--- Source data Enclosed Below ---

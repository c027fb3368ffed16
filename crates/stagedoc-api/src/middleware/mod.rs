pub mod security_headers;

pub use security_headers::{security_headers_middleware, SecurityHeadersConfig};
use std::path::PathBuf;

/// Whether the document is presented for inline viewing or forced download.
#[derive(Debug, Clone, Copy, PartialEq, Eq)]
pub enum Disposition {
    Inline,
    Attachment,
}

impl Disposition {
    pub fn as_str(&self) -> &'static str {
        match self {
            Disposition::Inline => "inline",
            Disposition::Attachment => "attachment",
        }
    }
}

/// Response presentation decided by the storage resolver: honored exactly by
/// the delivery engine in all streaming cases.
#[derive(Debug, Clone, PartialEq, Eq)]
pub struct Delivery {
    pub content_type: String,
    /// Already sanitized; safe to quote in a Content-Disposition header.
    pub filename: String,
    pub disposition: Disposition,
}

impl Delivery {
    /// Content-Disposition header value, filename quoted.
    pub fn content_disposition(&self) -> String {
        format!("{}; filename=\"{}\"", self.disposition.as_str(), self.filename)
    }
}

/// How to obtain the document's bytes.
#[derive(Debug, Clone, PartialEq, Eq)]
pub enum FetchSource {
    /// Emit a 302 to this URL; no body.
    Redirect { url: String },
    /// Stream from object storage, or redirect to the signed URL when the
    /// caller forced redirect-only delivery.
    ObjectStorage {
        key: String,
        signed_url: String,
        redirect_only: bool,
    },
    /// Stream the file's bytes directly from disk.
    LocalFile { path: PathBuf, size: u64 },
}

/// Ephemeral per-request plan produced by the storage resolver and executed
/// by the delivery engine.
#[derive(Debug, Clone, PartialEq, Eq)]
pub struct FetchPlan {
    pub source: FetchSource,
    pub delivery: Delivery,
}
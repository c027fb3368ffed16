//! Local-file tier: stream a document's bytes directly from disk.
//!
//! Unlike object storage, local documents are addressed by the absolute path
//! recorded on the document row, so the size is always known before the first
//! byte is written.

use crate::traits::{ByteStream, StorageError, StorageResult};
use futures::StreamExt;
use std::path::Path;
use tokio::fs;
use tokio_util::io::ReaderStream;

/// An opened local file: its size and a chunked byte stream.
pub struct LocalFile {
    pub size: u64,
    pub stream: ByteStream,
}

/// Open a local document for streaming.
///
/// A missing file maps to `NotFound` so the caller can treat the locator as
/// unpopulated and fall through the tier chain.
pub async fn open_local_file(path: &Path) -> StorageResult<LocalFile> {
    let metadata = match fs::metadata(path).await {
        Ok(metadata) if metadata.is_file() => metadata,
        Ok(_) => return Err(StorageError::NotFound(path.display().to_string())),
        Err(e) if e.kind() == std::io::ErrorKind::NotFound => {
            return Err(StorageError::NotFound(path.display().to_string()))
        }
        Err(e) => return Err(StorageError::IoError(e)),
    };

    let file = fs::File::open(path).await.map_err(|e| {
        StorageError::DownloadFailed(format!("Failed to open file {}: {}", path.display(), e))
    })?;

    let path_display = path.display().to_string();
    let stream = ReaderStream::new(file).map(move |result| {
        result.map_err(|e| {
            tracing::error!(path = %path_display, error = %e, "Local file stream error");
            StorageError::DownloadFailed(format!("Failed to read chunk: {}", e))
        })
    });

    Ok(LocalFile {
        size: metadata.len(),
        stream: Box::pin(stream),
    })
}

#[cfg(test)]
mod tests {
    use super::*;
    use futures::StreamExt;
    use tempfile::tempdir;

    #[tokio::test]
    async fn test_open_and_stream_file() {
        let dir = tempdir().unwrap();
        let path = dir.path().join("doc42.pdf");
        let data = b"%PDF-1.7 test bytes".to_vec();
        tokio::fs::write(&path, &data).await.unwrap();

        let local = open_local_file(&path).await.unwrap();
        assert_eq!(local.size, data.len() as u64);

        let mut stream = local.stream;
        let mut collected = Vec::new();
        while let Some(chunk) = stream.next().await {
            collected.extend_from_slice(&chunk.unwrap());
        }
        assert_eq!(collected, data);
    }

    #[tokio::test]
    async fn test_missing_file_is_not_found() {
        let dir = tempdir().unwrap();
        let result = open_local_file(&dir.path().join("missing.pdf")).await;
        assert!(matches!(result, Err(StorageError::NotFound(_))));
    }

    #[tokio::test]
    async fn test_directory_is_not_found() {
        let dir = tempdir().unwrap();
        let result = open_local_file(dir.path()).await;
        assert!(matches!(result, Err(StorageError::NotFound(_))));
    }
}
// src/services/delivery.rs

use std::collections::HashMap;
use std::sync::Arc;
use std::time::Duration;
use serde_json::json;
use tracing::{debug, trace};

use mockhub_common::models::{Subscription, WebhookEvent};

use crate::crypto::{signature_header_value, SIGNATURE_HEADER};
use crate::http::HubHttpClient;
use crate::Error;

/// Statuses worth another attempt. Anything else outside 2xx fails the delivery at once.
pub const RETRYABLE_STATUSES: [u16; 10] = [408, 413, 429, 500, 502, 503, 504, 521, 522, 524];

/// Retry and transport limits for event deliveries.
#[derive(Debug, Clone, PartialEq, Eq)]
pub struct RetryPolicy {
    /// Attempts after the first one.
    pub max_retries: u32,
    /// Delay before retry `n` is `backoff_unit * 2^n`, capped at `max_backoff`.
    pub backoff_unit: Duration,
    pub max_backoff: Duration,
    pub request_timeout: Duration,
    pub max_redirects: usize,
}

impl Default for RetryPolicy {
    fn default() -> Self {
        Self {
            max_retries: 5,
            backoff_unit: Duration::from_secs(1),
            max_backoff: Duration::from_secs(32),
            request_timeout: Duration::from_secs(10),
            max_redirects: 10,
        }
    }
}

impl RetryPolicy {
    /// Delay before the `retry`-th retry (1-based).
    pub fn delay_for(&self, retry: u32) -> Duration {
        self.backoff_unit
            .saturating_mul(2u32.saturating_pow(retry))
            .min(self.max_backoff)
    }
}

/// The delivered body: `{"data":[<event data>]}`.
pub fn envelope(event: &WebhookEvent) -> Result<String, Error> {
    Ok(serde_json::to_string(&json!({ "data": [event.data()?] }))?)
}

/// Signs and posts event bodies to one subscriber at a time, retrying per [`RetryPolicy`].
pub struct DeliveryService {
    http: Arc<dyn HubHttpClient>,
    policy: RetryPolicy,
}

impl DeliveryService {
    pub fn new(http: Arc<dyn HubHttpClient>, policy: RetryPolicy) -> Self {
        Self { http, policy }
    }

    pub fn policy(&self) -> &RetryPolicy {
        &self.policy
    }

    /// Delivers `body` to the subscription's callback. Returns how many attempts it took.
    pub async fn deliver(&self, sub: &Subscription, body: &str) -> Result<u32, Error> {
        let mut headers = HashMap::new();
        headers.insert("Content-Type".to_string(), "application/json".to_string());
        headers.insert(
            SIGNATURE_HEADER.to_string(),
            signature_header_value(&sub.secret, body.as_bytes())?,
        );

        let mut attempt: u32 = 0;
        loop {
            attempt += 1;
            trace!(id = sub.id, attempt, "POST {}", sub.callback_url);

            let (retryable, reason) = match self
                .http
                .post(sub.callback_url.clone(), body.to_string(), headers.clone())
                .await
            {
                Ok(response) if response.is_success() => return Ok(attempt),
                Ok(response) => (
                    RETRYABLE_STATUSES.contains(&response.status),
                    format!("HTTP {}", response.status),
                ),
                Err(e) => (true, e.to_string()),
            };

            if !retryable || attempt > self.policy.max_retries {
                return Err(Error::DeliveryFailed {
                    callback: sub.callback_url.clone(),
                    attempts: attempt,
                    reason,
                });
            }

            let delay = self.policy.delay_for(attempt);
            debug!(id = sub.id, attempt, "Delivery failed ({}), retrying in {:?}", reason, delay);
            tokio::time::sleep(delay).await;
        }
    }
}
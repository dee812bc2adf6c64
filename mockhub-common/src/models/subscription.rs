// File: mockhub-common/src/models/subscription.rs

use chrono::{DateTime, Utc};
use crate::models::filter::Filter;
use crate::models::topic::TopicKind;

/// Recorded as the creator when the request carries no `Client-ID` header.
pub const NO_CLIENT_ID: &str = "no-id";

/// One accepted `hub.callback` + topic pair.
#[derive(Debug, Clone, PartialEq)]
pub struct Subscription {
    pub id: i64,
    pub callback_url: String,
    pub secret: String,
    pub expires_at: DateTime<Utc>,
    pub created_by_client_id: String,
    pub validated: bool,
    pub queued_for_removal: bool,
    pub created_at: DateTime<Utc>,
    pub filter: Filter,
}

impl Subscription {
    pub fn topic_kind(&self) -> TopicKind {
        self.filter.kind()
    }

    pub fn is_expired(&self, now: DateTime<Utc>) -> bool {
        self.expires_at <= now
    }

    /// Whole seconds left on the lease, never negative.
    pub fn lease_remaining_secs(&self, now: DateTime<Utc>) -> i64 {
        (self.expires_at - now).num_seconds().max(0)
    }
}

/// A validated subscribe request, ready for the store.
#[derive(Debug, Clone, PartialEq)]
pub struct NewSubscription {
    pub callback_url: String,
    pub secret: String,
    pub expires_at: DateTime<Utc>,
    pub created_by_client_id: String,
    pub filter: Filter,
}
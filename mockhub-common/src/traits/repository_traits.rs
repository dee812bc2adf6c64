use async_trait::async_trait;
use chrono::{DateTime, Utc};
use crate::error::Error;
use crate::models::{NewSubscription, Subscription, WebhookEvent};

/// Transactional CRUD over subscription rows and their 1:1 filter rows.
///
/// Every mutation is its own store transaction, committed before it returns. Callers doing
/// network I/O read first, talk to the subscriber, then call one of the mutations; no lock is
/// held across the network call.
#[async_trait]
pub trait SubscriptionRepository: Send + Sync {
    /// Inserts the subscription and its filter atomically.
    async fn create_subscription(&self, new: &NewSubscription) -> Result<Subscription, Error>;

    async fn get_subscription(&self, id: i64) -> Result<Option<Subscription>, Error>;

    async fn get_by_callback(&self, callback_url: &str) -> Result<Option<Subscription>, Error>;

    /// Marks the callback's subscription for removal. Returns false if there is none.
    async fn queue_for_removal(&self, callback_url: &str) -> Result<bool, Error>;

    /// Subscriptions still waiting for their subscribe handshake.
    async fn list_pending(&self) -> Result<Vec<Subscription>, Error>;

    /// Subscriptions waiting for their unsubscribe handshake.
    async fn list_queued_for_removal(&self) -> Result<Vec<Subscription>, Error>;

    /// Validated, unexpired subscriptions whose filter matches `event`.
    async fn find_matching(&self, event: &WebhookEvent, now: DateTime<Utc>) -> Result<Vec<Subscription>, Error>;

    /// Sets `validated`; false if the row is gone or was already validated.
    async fn mark_validated(&self, id: i64) -> Result<bool, Error>;

    /// Clears `queued_for_removal`; false if the row is gone.
    async fn revert_removal(&self, id: i64) -> Result<bool, Error>;

    /// Deletes the subscription and its filter; false if the row was already gone.
    async fn delete_subscription(&self, id: i64) -> Result<bool, Error>;

    /// Deletes every subscription whose lease ended at or before `now`. Returns how many.
    async fn purge_expired(&self, now: DateTime<Utc>) -> Result<u64, Error>;

    async fn count(&self) -> Result<i64, Error>;

    /// Removes every subscription and filter row.
    async fn clear(&self) -> Result<(), Error>;
}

--- End of Enclosed Source data ---

Task to carry out: The lines above that include "retrying" should each be listed.

The answer:
/// Signs and posts event bodies to one subscriber at a time, retrying per [`RetryPolicy`].
            debug!(id = sub.id, attempt, "Delivery failed ({}), retrying in {:?}", reason, delay);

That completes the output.